HTS Bioinf - CoNVaDING background data
When to create a new control set
The quality of CoNVaDING CNV calling is highly dependent on the background control data. The background control data set needs to be updated regularly.
The quality of CoNVaDING CNV calling is measured by the parameter SAMPLE_CV
given by CoNVaDING. When mean(SAMPLE_CV) > 0.04
for an EKG-project, the number of false positive results increases.
The value is monitored by EKG. The background data is expected to undergo updates every 3 months.
- EKG will send an email to diagnostic bioinformatics when it is time to update the CoNVaDING background data.
- EKG will determine which samples should be part of the new background data and which samples should be used for validating the new background data.

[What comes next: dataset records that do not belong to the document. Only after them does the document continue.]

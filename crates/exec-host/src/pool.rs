use std::collections::VecDeque;
use std::sync::Arc;
use std::sync::atomic::{AtomicBool, Ordering};

use async_trait::async_trait;
use sandbox::{Result, SandboxError, Worker, WorkerLauncher, WorkerStrategy};
use tokio::sync::Mutex;
use tracing::{error, info, warn};

/// Pre-warmed pool of reusable workers.
///
/// [`acquire`](WorkerStrategy::acquire) pops an idle worker and checks it
/// with a `ping`, dropping (and killing) any that fail, then falls back to
/// launching on demand. Workers come back through `release` only after a
/// run that completed normally; the pool keeps at most `size` idle.
///
/// Reuse is safe because the worker builds a fresh JS runtime for every
/// request.
pub struct WorkerPool {
    launcher: Arc<dyn WorkerLauncher>,
    idle: Mutex<VecDeque<Box<dyn Worker>>>,
    size: usize,
    active: AtomicBool,
}

impl WorkerPool {
    /// Create a pool, launching `size` workers in parallel.
    ///
    /// Launch failures are logged and leave the pool smaller; the missing
    /// workers are started on demand later.
    pub async fn create(launcher: Arc<dyn WorkerLauncher>, size: usize) -> Self {
        info!(size, launcher = launcher.name(), "initializing worker pool");

        let mut idle = VecDeque::with_capacity(size);
        if size > 0 {
            let mut join_set = tokio::task::JoinSet::new();
            for _ in 0..size {
                let l = Arc::clone(&launcher);
                join_set.spawn(async move { l.launch().await });
            }
            while let Some(result) = join_set.join_next().await {
                match result {
                    Ok(Ok(worker)) => idle.push_back(worker),
                    Ok(Err(e)) => error!(error = %e, "failed to launch worker"),
                    Err(e) => error!(error = %e, "worker launch task panicked"),
                }
            }
        }

        let available = idle.len();
        if available < size {
            warn!(
                requested = size,
                launched = available,
                "worker pool initialized with fewer workers than requested"
            );
        }
        info!(available, "worker pool initialized");

        Self {
            launcher,
            idle: Mutex::new(idle),
            size,
            active: AtomicBool::new(true),
        }
    }

    /// Number of workers ready for immediate use.
    pub async fn idle_count(&self) -> usize {
        self.idle.lock().await.len()
    }

    async fn pop_idle(&self) -> Option<Box<dyn Worker>> {
        self.idle.lock().await.pop_front()
    }
}

async fn kill(mut worker: Box<dyn Worker>) {
    if let Err(e) = worker.kill().await {
        warn!(worker_id = %worker.id(), error = %e, "failed to kill worker");
    }
}

async fn stop(mut worker: Box<dyn Worker>) {
    if let Err(e) = worker.shutdown().await {
        warn!(worker_id = %worker.id(), error = %e, "failed to stop worker");
    }
}

#[async_trait]
impl WorkerStrategy for WorkerPool {
    fn name(&self) -> &str {
        "pool"
    }

    async fn acquire(&self) -> Result<Box<dyn Worker>> {
        if !self.active.load(Ordering::Acquire) {
            return Err(SandboxError::ShutDown);
        }

        while let Some(mut worker) = self.pop_idle().await {
            match worker.ping().await {
                Ok(()) => return Ok(worker),
                Err(e) => {
                    warn!(worker_id = %worker.id(), error = %e, "idle worker failed health check");
                    kill(worker).await;
                }
            }
        }

        info!("no idle worker, launching on demand");
        self.launcher.launch().await
    }

    async fn release(&self, worker: Box<dyn Worker>) {
        {
            // `active` only flips under this lock, so a shutdown cannot drain
            // the queue between the check and the push.
            let mut idle = self.idle.lock().await;
            if self.active.load(Ordering::Acquire) && idle.len() < self.size {
                idle.push_back(worker);
                return;
            }
        }
        stop(worker).await;
    }

    async fn discard(&self, worker: Box<dyn Worker>) {
        kill(worker).await;
    }

    async fn shutdown(&self) {
        let workers: Vec<_> = {
            let mut idle = self.idle.lock().await;
            if !self.active.swap(false, Ordering::AcqRel) {
                return;
            }
            idle.drain(..).collect()
        };
        info!(count = workers.len(), "shutting down worker pool");
        for worker in workers {
            stop(worker).await;
        }
    }
}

This information will typically be provided in the form of an Excel spreadsheet located in
/ess/p22/data/durable/production/interpretations/communication/EKG communication/Oppdatering av bakgrunnskontroller
.
Note: Keep open communication with EKG to determine the reasoning behind adding projects.
Location of current background control sets
Previous background control sets are stored in the sensitive-db on TSD. Its location at the time of writing is /ess/p22/data/durable/production/reference/sensitive/sensitive-db
. Look in sensitive-db.json
for the entries related to "convading"
.
Creating a new data set
The source code for generating a new background data set is located at /ess/p22/data/durable/development/convading-background-data
. We'll assume this as the current working directory in the following. The version controlled source code is located in the subdirectory convading-background-data
. See the README.md
file there for more detailed information about how the code functions.
-
Update the
config.json
in this directory to contain exactly the same projects as mentioned in the Excel sheet.- Add all relevant projects to
config.json["background-projects"]
. The relevant projects are usually projects with poor CoNVaDING results. Discuss with EKG. - Set
config.json["test"]["projects"]["ignore-projects-before"]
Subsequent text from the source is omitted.